Student thesis: Master Thesis and HD Thesis

  • Signe Flydal Enevoldsen
4. term, Experience Design, Master (Master Programme)
The aim of this master's thesis is to connect ideals of happiness and well-being to aesthetic experiences and their potential of increasing awareness, as well as to understand how aesthetics can be incorporated when designing an experience in order to intensify the presence of the person perceiving the experience. This investigation seeks to derive key points that can be established as generic design principles which can guide experience designers who wish to develop this type of experience.
The thesis discusses philosophical ideals of happiness and well-being found in the teachings of hedonism and eudaimonism, connecting these ideals to experience theory, aesthetics, and art. This discussion provides the basis for analysing the art installation, Sex and the Sea, which represents the case study of this thesis. Sex and the Sea was created by the artists and directors Saskia Boddeke and Peter Greenaway, and was exhibited at the Maritime Museum of Helsingør. This installation in particular has been chosen based on the axiomatic expectation that it can exemplify how experiences can bring eudaimonic happiness, even though they might inflict hedonic displeasure, by making people aware of good and appropriate actions regarding ideas and feelings that concern everybody. Sex and the Sea is examined through Umberto Eco’s categories of intentions; the intention of the author, the intention of the text, and the intention of the reader.

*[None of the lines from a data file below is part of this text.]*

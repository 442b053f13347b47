//! Networked cache backend on Redis
//!
//! Records are stored as JSON text; callers only ever see [`CacheRecord`]s.

use crate::backend::{BackendKind, CacheBackend, CacheSettings};
use crate::error::{CacheError, Result};
use crate::record::CacheRecord;
use async_trait::async_trait;
use redis::aio::ConnectionManager;
use std::future::Future;
use std::time::Duration;
use tokio::sync::RwLock;
use tracing::{debug, info, warn};

pub struct RedisBackend {
    conn: RwLock<Option<ConnectionManager>>,
    ttl: Option<Duration>,
    op_timeout: Duration,
}

impl RedisBackend {
    /// Connect and PING, both within `settings.probe_timeout`
    pub async fn connect(url: &str, settings: &CacheSettings) -> Result<Self> {
        let client = redis::Client::open(url)?;

        let probe = async {
            let mut manager = ConnectionManager::new(client).await?;
            let pong: String = redis::cmd("PING").query_async(&mut manager).await?;
            Ok::<_, redis::RedisError>((manager, pong))
        };

        let (manager, pong) = tokio::time::timeout(settings.probe_timeout, probe)
            .await
            .map_err(|_| CacheError::Timeout("connect"))??;

        info!(reply = %pong, "Redis ping successful");

        Ok(Self {
            conn: RwLock::new(Some(manager)),
            ttl: settings.redis_ttl,
            op_timeout: settings.op_timeout,
        })
    }

    async fn connection(&self) -> Result<ConnectionManager> {
        self.conn.read().await.clone().ok_or(CacheError::Closed)
    }
}

/// Runs one Redis command within `limit`, logging which command failed
async fn bounded<T, F>(op: &'static str, limit: Duration, fut: F) -> Result<T>
where
    F: Future<Output = redis::RedisResult<T>>,
{
    let result = match tokio::time::timeout(limit, fut).await {
        Ok(reply) => reply.map_err(CacheError::from),
        Err(_) => Err(CacheError::Timeout(op)),
    };

    if let Err(e) = &result {
        warn!(command = op, error = %e, "Redis command failed");
    }
    result
}

/// Records travel to Redis as JSON text
fn encode(record: &CacheRecord) -> Result<String> {
    Ok(serde_json::to_string(record)?)
}

fn decode(text: &str) -> Result<CacheRecord> {
    Ok(serde_json::from_str(text)?)
}

#[async_trait]
impl CacheBackend for RedisBackend {
    fn kind(&self) -> BackendKind {
        BackendKind::Redis
    }

    async fn get(&self, key: &str) -> Result<Option<CacheRecord>> {
        let mut conn = self.connection().await?;
        let raw: Option<String> = bounded(
            "get",
            self.op_timeout,
            redis::cmd("GET").arg(key).query_async(&mut conn),
        )
        .await?;

        match raw {
            Some(text) => decode(&text).map(Some).inspect_err(|e| {
                warn!(key, error = %e, "Discarding unreadable cached record");
            }),
            None => Ok(None),
        }
    }

    async fn set(&self, key: &str, record: &CacheRecord) -> Result<()> {
        let payload = encode(record)?;
        let mut conn = self.connection().await?;

        let mut cmd = redis::cmd("SET");
        cmd.arg(key).arg(payload);
        if let Some(ttl) = self.ttl {
            cmd.arg("EX").arg(ttl.as_secs().max(1));
        }

        let () = bounded("set", self.op_timeout, cmd.query_async(&mut conn)).await?;
        Ok(())
    }

    async fn delete(&self, key: &str) -> Result<bool> {
        let mut conn = self.connection().await?;
        let removed: i64 = bounded(
            "delete",
            self.op_timeout,
            redis::cmd("DEL").arg(key).query_async(&mut conn),
        )
        .await?;
        Ok(removed > 0)
    }

    async fn close(&self) {
        if self.conn.write().await.take().is_some() {
            debug!("Redis connection released");
        }
    }
}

In the analysis an interview at the Maritime Museum of Helsingør is conducted to understand the intention(s) of the author(s), next a phenomenological-semiotic analysis is conducted to understand the intention of the text, and lastly a go-along study is conducted to incorporate other possible readings, thus challenging the reading suggested in the semiotic text analysis. Based on the findings, five principles are generated:

The experience must be highly sensuous.
The experience does not have to be pleasurable in order to be good.
The experience must integrate and emphasize contrasts.
The experience should refer to ideas and feelings that concern everybody.
The experience must be designed in a way that accommodates space for reflection.

These principles may be used as guidelines in a design process encompassing the eudaimonic ideal of well-being in an experience.
This thesis concludes that an accentuation of sensory stimulation is essential to the eudaimonic experience. In holding the subjects attention, it is in fact keeping the reflection process alive. Even though such stimulation may result in interruption of pleasure, happiness may be re-acquired through the intrinsic good that is to be found in reflecting on good and appropriate actions, as well as in the resulting insights. The reflections are created through the use of contrasting symbols, where common human ideas on urges and reason are being opposed to each other. It is this intersection that aesthetics may mediate, resulting in either harmony or alienation. In experiencing empathy or alienation, a person’s prior assumptions and confidence in that person’s surroundings are brought into play, which may result in the transformation. The more present we are when experiencing highly sensuous, aesthetic experiences, the greater the alienation of our own lives. Our confidentiality in our surroundings is revised, thereby enabling transformed awareness.